実際には、どのような種類があるの?どんなことをするの?
- 前立腺肥大症に対する代表的な手術は、以下のように3つに分類されます。いずれの治療法も、麻酔をかけて痛くないようにして行います。通常1時間程度で手術は終了します。
経尿道的前立腺切除術
- 尿道から内視鏡(カメラ)を挿入し、内視鏡についている電気メスで、肥大した前立腺を内側から削りとります(図2左)。かん流液で出血を吹き飛ばしながら手術を行います。
- 全国でもっとも広く行われている手術です。
経尿道的前立腺核出術
- 大きくなった前立腺腺腫を、内視鏡に装着したレーザーを使用して外側からえぐりとります (これを核出といいます)。

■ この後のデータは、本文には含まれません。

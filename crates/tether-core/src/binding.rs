// SPDX-License-Identifier: Apache-2.0
// © James Ross Ω FLYING•ROBOTS <https://github.com/flyingrobots>
//! Binding handles: identity, options, listeners, progress, and state.

use tether_dom::NodeId;

use crate::config::BindOptions;
use crate::error::BindError;
use crate::events::Listeners;
use crate::ident::BindingId;
use crate::observer::SnapshotObserver;
use crate::source::Source;
use crate::state::{BindingState, StateTriplet};

/// How far the latest session got. Only moves forward; disposal resets it.
#[derive(Debug, Clone, Copy, PartialEq, Eq, PartialOrd, Ord, Hash, Default)]
pub enum Progress {
    /// Nothing requested yet.
    #[default]
    Idle,
    /// A session is waiting in the scheduler.
    Queued,
    /// Host element resolved.
    GotElement,
    /// Markup resolved.
    GotMarkup,
    /// Token values resolved.
    GotBoundValues,
    /// Markup populated.
    Populated,
    /// Child regions enumerated and reconciled.
    GotChildren,
    /// Child sessions started.
    BindingChildren,
    /// Every child session is terminal.
    ChildrenBound,
    /// Nodes attached.
    Injected,
}

/// Terminal status of the latest session.
#[derive(Debug, Clone, Copy, PartialEq, Eq, Hash, Default)]
pub enum Completion {
    /// Never requested.
    #[default]
    None,
    /// Waiting in the scheduler.
    Queued,
    /// Running, suspended, or paused.
    Executing,
    /// Finished and committed.
    Success,
    /// Canceled or superseded; state rolled back.
    Canceled,
    /// Failed; state rolled back.
    Failed,
    /// Disposed.
    Disposed,
}

impl Completion {
    /// Returns `true` for `Success`, `Canceled`, `Failed`, and `Disposed`.
    pub fn is_terminal(self) -> bool {
        matches!(
            self,
            Self::Success | Self::Canceled | Self::Failed | Self::Disposed
        )
    }
}

/// Shape of a binding.
#[derive(Debug, Clone, Copy, PartialEq, Eq, Hash)]
pub enum BindingKind {
    /// Object (or boxed scalar) rendered into its host element.
    Object,
    /// Array binding; renders no wrapper, one element binding per item.
    Array,
    /// Item `index` of the parent array binding.
    Element {
        /// Position in the parent array.
        index: usize,
    },
}

/// A (source, markup) pairing and everything the engine tracks about it.
#[derive(Debug)]
pub struct Binding {
    pub(crate) id: BindingId,
    pub(crate) parent: Option<BindingId>,
    pub(crate) kind: BindingKind,
    pub(crate) options: BindOptions,
    pub(crate) depth: usize,
    pub(crate) state: StateTriplet,
    pub(crate) progress: Progress,
    pub(crate) completion: Completion,
    pub(crate) error: Option<BindError>,
    pub(crate) listeners: Listeners,
    pub(crate) observer: Option<SnapshotObserver>,
    /// Parking fragment for nodes extracted during relocation.
    pub(crate) fragment: Option<NodeId>,
    /// Foreign node a top-level binding renders after.
    pub(crate) anchor: Option<NodeId>,
    /// Host the anchor was computed for.
    pub(crate) placed: Option<NodeId>,
    /// Controller-level listeners skip this binding's events.
    pub(crate) suppressed: bool,
}

impl Binding {
    pub(crate) fn new(
        id: BindingId,
        parent: Option<BindingId>,
        kind: BindingKind,
        options: BindOptions,
        depth: usize,
    ) -> Self {
        Self {
            id,
            parent,
            kind,
            options,
            depth,
            state: StateTriplet::default(),
            progress: Progress::Idle,
            completion: Completion::None,
            error: None,
            listeners: Listeners::default(),
            observer: None,
            fragment: None,
            anchor: None,
            placed: None,
            suppressed: false,
        }
    }

    /// Handle.
    pub fn id(&self) -> BindingId {
        self.id
    }

    /// Parent binding, for child and element bindings.
    pub fn parent(&self) -> Option<BindingId> {
        self.parent
    }

    /// Shape.
    pub fn kind(&self) -> BindingKind {
        self.kind
    }

    /// Options.
    pub fn options(&self) -> &BindOptions {
        &self.options
    }

    /// Nesting depth; top-level bindings are `0`.
    pub fn depth(&self) -> usize {
        self.depth
    }

    /// Progress of the latest session.
    pub fn progress(&self) -> Progress {
        self.progress
    }

    /// Completion of the latest session.
    pub fn completion(&self) -> Completion {
        self.completion
    }

    /// Failure of the latest session, if it failed.
    pub fn error(&self) -> Option<&BindError> {
        self.error.as_ref()
    }

    /// The state triplet.
    pub fn states(&self) -> &StateTriplet {
        &self.state
    }

    /// Authoritative state.
    pub fn state(&self) -> &BindingState {
        self.state.current()
    }

    /// Bound source.
    pub fn source(&self) -> Option<&Source> {
        self.state().source.as_ref()
    }

    /// Host element.
    pub fn element(&self) -> Option<NodeId> {
        self.state().element
    }

    /// Root nodes rendered by this binding.
    pub fn nodes(&self) -> &[NodeId] {
        &self.state().nodes
    }

    /// Child bindings in region order.
    pub fn children(&self) -> Vec<BindingId> {
        self.state().children.iter().map(|c| c.binding).collect()
    }

    /// Returns `true` if `self` is element 0 of array binding `array`.
    ///
    /// Element 0 shares its host with the array, which must not count as a
    /// host conflict between the two.
    pub fn is_first_array_element_of(&self, array: &Binding) -> bool {
        self.parent == Some(array.id)
            && array.kind == BindingKind::Array
            && self.kind == BindingKind::Element { index: 0 }
    }

    pub(crate) fn advance(&mut self, progress: Progress) {
        self.progress = self.progress.max(progress);
    }
}

#[cfg(test)]
mod tests {
    use super::*;

    #[test]
    fn progress_only_moves_forward() {
        let mut b = Binding::new(BindingId(0), None, BindingKind::Object, BindOptions::default(), 0);
        b.advance(Progress::Populated);
        b.advance(Progress::GotMarkup);
        assert_eq!(b.progress(), Progress::Populated);
        b.advance(Progress::Injected);
        assert_eq!(b.progress(), Progress::Injected);
    }

    #[test]
    fn first_array_element_is_recognized() {
        let array = Binding::new(BindingId(1), None, BindingKind::Array, BindOptions::default(), 0);
        let e0 = Binding::new(
            BindingId(2),
            Some(BindingId(1)),
            BindingKind::Element { index: 0 },
            BindOptions::default(),
            1,
        );
        let e1 = Binding::new(
            BindingId(3),
            Some(BindingId(1)),
            BindingKind::Element { index: 1 },
            BindOptions::default(),
            1,
        );
        assert!(e0.is_first_array_element_of(&array));
        assert!(!e1.is_first_array_element_of(&array));
        assert!(!array.is_first_array_element_of(&e0));
    }
}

- えぐりとった腺腫は、特殊な器械を用いて膀胱の中で細かく砕かれ、体外に排出されます(図2中)。
経尿道的前立腺蒸散術
- 大きくなった前立腺腺腫に内側からレーザーを照射して、組織を蒸発させます(図2右)。
図表2 前立腺肥大症に対する代表的な手術
理解しておきたい リスクと合併症
- 特に前立腺が大きな症例では、出血の危険性があり、まれに輸血を要します。また、かん流液の種類によっては、身体の中に水分が吸収され、体内の電解質バランスが崩れることがあります。
- 手術後は、数日間尿道に管が入っています。血尿が薄くなったら管を抜きますが、直後は前立腺のむくみにより排尿が円滑にいかなかったり、尿が近くなったり、排尿時に痛みを感じる場合があります
- 手術後1~2週間たってから、突然肉眼的血尿が出ることがあります。
- 手術後は、ほとんどの症例で射精障害が起こります。射精した感じはあるのですが、精液は膀胱の中に逆流してしまい、尿道の先からは出てこなくなります。しかし、身体に害はありません。
- 摘出した前立腺組織から、前立腺がんが発見されることがあります。この場合はさらに詳しい検査が必要になります。
治療後について
- 膀胱の働きが弱っている人では、手術を行ってもおしっこの勢いの改善があまり見られない場合があります。
- また、夜間頻尿(夜中におしっこに行きたくなる)などの症状が残ってしまう人もいます。
- 手術後、尿失禁(自分の意志とは関係なくおしっこが漏れてしまう状態)がしばらく続く人がいます。
- 手術療法の効果は長期間持続することが示されていますが、膀胱の出口の組織が硬くなったり (膀胱頚部硬化症)、腺腫が再発したり、尿道が狭くなったり (尿道狭窄)するなど、おしっこに関する症状が再び出てくる可能性もあります (図3)。
- 前立腺肥大症に対する手術を行っても、残った前立腺組織から前立腺がんが発生する可能性があります。